Um quinto aspecto a ser tratado é quanto ao Cristianismo. Ao longo da série percebemos o embate dos vikings em adotar a nova fé ou manter-se fiel aos seus deuses. Em muitos casos a série tende a mostrar uma grande resistência a conversão e trata-la como se fosse algo apenas estrangeiro, onde os nórdicos somente tinham contato com essa religião ao visitarem a Inglaterra ou a França. Somente na temporada seis, há menção de que a Dinamarca estava sendo cristianizada.

De fato, a Dinamarca foi o primeiro reino nórdico a declarar o cristianismo como religião oficial. Todavia, missionários já frequentavam a Noruega e Suécia no século IX, período no qual a narrativa de Vikings, ocorre. Porém, por escolha de roteiro, este missionarismo foi removido destes territórios, dando a impressão de que o cristianismo não tivesse ainda chegado nestas terras.

Outro aspecto a ser mencionado, diz respeito ao Anjo da Morte (Karen Conell), sacerdotisa que aparece na sexta temporada, que é incumbida de sacrificar uma donzela de escudo para acompanhar sua mestra Lagertha.

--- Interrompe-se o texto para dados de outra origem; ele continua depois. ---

//! Drives the bootstrap grammar's lexer and parser over grammar-file text
//! and re-emits what it sees as an `LlSpec`, through the same `Writer` API
//! a hand-built grammar goes through.

use std::fmt;

use llparse_core::llspec::{Opcode, Qualifier, SourcePos, Writer};
use llparse_core::{Grammar, Id, LlSpec};
use llparse_runtime::{LexerDriver, LexerTokenSource, NullLexerObserver, ParseObserver, ParserDriver, SourceReader, Token, TokenSource};

use crate::grammar::{bootstrap_grammar, lpr, ppr};

#[derive(Debug)]
pub enum TranslateError {
  /// The bootstrap parser rejected the text (syntax error in the source
  /// grammar file; no diagnostic position is carried since the bootstrap
  /// grammar has no error-recovery handler installed).
  Syntax,
  /// The parse tree didn't have the shape `translate` expects. Indicates a
  /// mismatch between `grammar.rs`'s rule shapes and this module, not a
  /// problem with the input text.
  Malformed(String),
}

impl fmt::Display for TranslateError {
  fn fmt(&self, f: &mut fmt::Formatter<'_>) -> fmt::Result {
    match self {
      TranslateError::Syntax => write!(f, "syntax error in grammar text"),
      TranslateError::Malformed(msg) => write!(f, "malformed bootstrap parse tree: {msg}"),
    }
  }
}

enum Node {
  Branch { id: Id, children: Vec<Node> },
  Leaf { id: Id, token: Token },
}

impl Node {
  fn children(&self) -> Result<&[Node], TranslateError> {
    match self {
      Node::Branch { children, .. } => Ok(children),
      Node::Leaf { .. } => Err(TranslateError::Malformed("expected a branch, found a leaf".into())),
    }
  }

  fn token(&self) -> Result<&Token, TranslateError> {
    match self {
      Node::Leaf { token, .. } => Ok(token),
      Node::Branch { .. } => Err(TranslateError::Malformed("expected a leaf, found a branch".into())),
    }
  }
}

/// Collects mutable references to every leaf's placeholder token, in
/// left-to-right (document) order, matching the order tokens were
/// consumed in.
fn collect_leaves<'a>(node: &'a mut Node, out: &mut Vec<&'a mut Token>) {
  match node {
    Node::Branch { children, .. } => {
      for c in children {
        collect_leaves(c, out);
      }
    }
    Node::Leaf { token, .. } => out.push(token),
  }
}

struct TreeBuilder {
  stack: Vec<(Id, Vec<Node>)>,
  root: Option<Node>,
}

impl TreeBuilder {
  fn new() -> Self {
    Self { stack: Vec::new(), root: None }
  }
}

impl ParseObserver for TreeBuilder {
  fn begin(&mut self, nonterm: Id) {
    self.stack.push((nonterm, Vec::new()));
  }

  fn terminal(&mut self, token_id: Id) {
    // byte_offset/byte_len are filled in afterward from the token log;
    // this placeholder is never observed in its zeroed state.
    let leaf = Node::Leaf { id: token_id, token: Token { id: token_id, byte_offset: 0, byte_len: 0 } };
    match self.stack.last_mut() {
      Some((_, children)) => children.push(leaf),
      None => self.root = Some(leaf),
    }
  }

  fn end(&mut self) {
    let Some((id, children)) = self.stack.pop() else { return };
    let node = Node::Branch { id, children };
    match self.stack.last_mut() {
      Some((_, parent_children)) => parent_children.push(node),
      None => self.root = Some(node),
    }
  }
}

/// Wraps a token source to log every token actually consumed, in order.
/// `Engine::consume_terminal` always calls `output_terminal` immediately
/// before `next()` for the same matched token, with no other token-source
/// traffic in between, so this log lines up term-for-term with the
/// `ParseObserver::terminal` calls the same parse produces.
struct LoggingSource<'a> {
  inner: LexerTokenSource<'a>,
  log: Vec<Token>,
}

impl<'a> TokenSource for LoggingSource<'a> {
  fn peek(&mut self) -> Token {
    self.inner.peek()
  }

  fn next(&mut self) -> Token {
    let t = self.inner.next();
    self.log.push(t.clone());
    t
  }
}

fn id_of(g: &Grammar, name: &str) -> Id {
  g.resolve(name).unwrap_or_else(|| panic!("bootstrap grammar has no rule named {name}")).0
}

fn slice<'a>(text: &'a str, token: &Token) -> &'a str {
  &text[token.byte_offset..token.byte_offset + token.byte_len]
}

fn strip_ends(s: &str) -> &str {
  &s[1..s.len() - 1]
}

/// Parses `text` against the bootstrap grammar and re-emits it as an
/// `LlSpec` for `Grammar::compile`.
pub fn translate(origin: &str, text: &str) -> Result<LlSpec, TranslateError> {
  let grammar = bootstrap_grammar();

  let mut reader = SourceReader::new();
  reader.add_str(origin, text);

  let mut lexer_observer = NullLexerObserver;
  let inner = LexerTokenSource { grammar, reader: &reader, lexer: LexerDriver::new(), observer: &mut lexer_observer };
  let mut source = LoggingSource { inner, log: Vec::new() };

  let mut builder = TreeBuilder::new();
  ParserDriver::new().parse(grammar, ppr::GRAMMAR, &mut source, &mut builder, None).map_err(|_| TranslateError::Syntax)?;

  let mut tree = builder.root.ok_or(TranslateError::Syntax)?;
  let mut leaves = Vec::new();
  collect_leaves(&mut tree, &mut leaves);
  for (leaf, tok) in leaves.into_iter().zip(source.log.iter()) {
    *leaf = tok.clone();
  }

  let decls = tree.children()?;

  let mut w = Writer::new();
  for decl in decls {
    declare_one(grammar, decl, text, &mut w)?;
  }
  for decl in decls {
    define_one(grammar, decl, text, &mut w)?;
  }
  Ok(w.finish())
}

fn pos_of(origin_offset: usize, tok: &Token) -> SourcePos {
  SourcePos::new(0, (origin_offset + tok.byte_offset) as u32)
}

fn declare_one(g: &Grammar, decl: &Node, text: &str, w: &mut Writer) -> Result<(), TranslateError> {
  let children = decl.children()?;
  let kw = children.first().ok_or_else(|| TranslateError::Malformed("RuleDecl missing keyword".into()))?.token()?;
  let ident = children.get(1).ok_or_else(|| TranslateError::Malformed("RuleDecl missing name".into()))?.token()?;
  let name = slice(text, ident).to_string();
  let pos = pos_of(0, ident);
  if kw.id == id_of(g, lpr::KW_LEXER) {
    w.emit(pos, Opcode::LprDecl { name });
  } else if kw.id == id_of(g, lpr::KW_PARSER) {
    w.emit(pos, Opcode::PprDecl { name });
  } else {
    return Err(TranslateError::Malformed("RuleDecl keyword is neither lexer nor parser".into()));
  }
  Ok(())
}

fn define_one(g: &Grammar, decl: &Node, text: &str, w: &mut Writer) -> Result<(), TranslateError> {
  let children = decl.children()?;
  let kw = children[0].token()?;
  let ident = children[1].token()?;
  let name = slice(text, ident).to_string();
  let pos = pos_of(0, ident);
  let alternation = children.get(3).ok_or_else(|| TranslateError::Malformed("RuleDecl missing body".into()))?;

  let is_lexer = kw.id == id_of(g, lpr::KW_LEXER);
  if is_lexer {
    w.emit(pos, Opcode::Lpr { name, qualifier: Qualifier::None });
  } else {
    w.emit(pos, Opcode::Ppr { name, qualifier: Qualifier::None });
  }
  emit_alternation(g, alternation, text, w)?;
  w.emit(pos, Opcode::Close);
  Ok(())
}

fn emit_alternation(g: &Grammar, node: &Node, text: &str, w: &mut Writer) -> Result<(), TranslateError> {
  let seq_id = id_of(g, ppr::SEQUENCE);
  for child in node.children()? {
    if let Node::Branch { id, .. } = child {
      if *id == seq_id {
        w.emit(SourcePos::synthetic(), Opcode::Alternative);
        emit_sequence(g, child, text, w)?;
      }
    }
  }
  Ok(())
}

fn emit_sequence(g: &Grammar, node: &Node, text: &str, w: &mut Writer) -> Result<(), TranslateError> {
  for postfix in node.children()? {
    emit_postfix(g, postfix, text, w)?;
  }
  Ok(())
}

fn emit_postfix(g: &Grammar, node: &Node, text: &str, w: &mut Writer) -> Result<(), TranslateError> {
  let children = node.children()?;
  let atom = children.first().ok_or_else(|| TranslateError::Malformed("Postfix missing atom".into()))?;
  match children.get(1) {
    None => emit_atom(g, atom, text, w),
    Some(op_node) => {
      let op_children = op_node.children()?;
      let op_leaf = op_children.first().ok_or_else(|| TranslateError::Malformed("PostfixOp missing operator".into()))?.token()?;
      let op = if op_leaf.id == id_of(g, lpr::QUEST) {
        Opcode::Optional
      } else if op_leaf.id == id_of(g, lpr::STAR) {
        Opcode::KleeneStar
      } else if op_leaf.id == id_of(g, lpr::PLUS) {
        Opcode::KleenePlus
      } else {
        return Err(TranslateError::Malformed("PostfixOp operator is none of ?*+".into()));
      };
      w.emit(pos_of(0, op_leaf), op);
      emit_atom(g, atom, text, w)?;
      w.emit(pos_of(0, op_leaf), Opcode::Close);
      Ok(())
    }
  }
}

fn emit_atom(g: &Grammar, node: &Node, text: &str, w: &mut Writer) -> Result<(), TranslateError> {
  let children = node.children()?;
  match children.len() {
    1 => {
      let tok = children[0].token()?;
      let pos = pos_of(0, tok);
      if tok.id == id_of(g, lpr::IDENT) {
        w.emit(pos, Opcode::Name { target: slice(text, tok).to_string() });
      } else if tok.id == id_of(g, lpr::STR) {
        w.emit(pos, Opcode::String { text: strip_ends(slice(text, tok)).to_string() });
      } else if tok.id == id_of(g, lpr::CHARSET) {
        w.emit(pos, Opcode::Charset { text: strip_ends(slice(text, tok)).to_string() });
      } else {
        return Err(TranslateError::Malformed("Atom leaf is none of ident/str/charset".into()));
      }
      Ok(())
    }
    2 => {
      let prefix = children[0].token()?;
      let pos = pos_of(0, prefix);
      let opcode = if prefix.id == id_of(g, lpr::AMP) {
        Opcode::Lookahead
      } else if prefix.id == id_of(g, lpr::DASH_BANG) {
        Opcode::LookaheadNot
      } else if prefix.id == id_of(g, lpr::BANG) {
        Opcode::Not
      } else {
        return Err(TranslateError::Malformed("Atom prefix is none of &/-!/!".into()));
      };
      w.emit(pos, opcode);
      emit_atom(g, &children[1], text, w)?;
      w.emit(pos, Opcode::Close);
      Ok(())
    }
    n => Err(TranslateError::Malformed(format!("Atom has {n} children, expected 1 or 2"))),
  }
}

A ideia por trás dessa sacerdotisa sinistra e do sacrifício foi retirada diretamente do relato de Ahmed ibn Fadlan, que relatou no século X, ter encontrado vikings na região do Volga (hoje sul da Rússia), na ocasião ele testemunho o funeral de um chefe.

 

 

Figura 10: A atriz Karen Conell caraterizada como o Anjo da Morte, na sexta temporada da série.

 

No caso, Hirst pegou vários elementos desse relato para criar sua versão sobre um sacrifício humano. Mas embora ele tenha se baseado numa fonte histórica, é preciso ter cautela, pois Ahmed desconhecia as práticas funerárias nórdicas, inclusive as considerando bárbaras e desrespeitosas. O próprio termo “anjo da morte” foi dado por ele. Além disso, no seriado, a sacerdotisa visualmente lembra o aspecto de uma bruxa, novamente um estereótipo associado aos sacerdotes nórdicos e até de outros povos europeus, pois séries que retratam celtas e germânicos, tendem a seguir esse estereótipo também.

 

c)           Ser viking

 

A partir da terceira temporada começou a se tornar mais habitual que os escandinavos se referissem como sendo vikings. Naquela época a palavra viking era usada para se referir a ocupação de pirataria, onde os homens se lançavam ao mar em busca de locais para serem saqueados. O problema é que não se sabe se o uso desse termo era regular ou havia prerrogativas para ser usado.

Na série o termo viking é usado em alguns contextos como “povo”, no entanto, os anglo-saxões se referiam a eles normalmente como daneses. Já os francos os chamavam de normandos. Os eslavos e bizantinos se referiam a eles como rus ou varegues. O emprego da palavra viking no sentido de povo é uma prática posterior.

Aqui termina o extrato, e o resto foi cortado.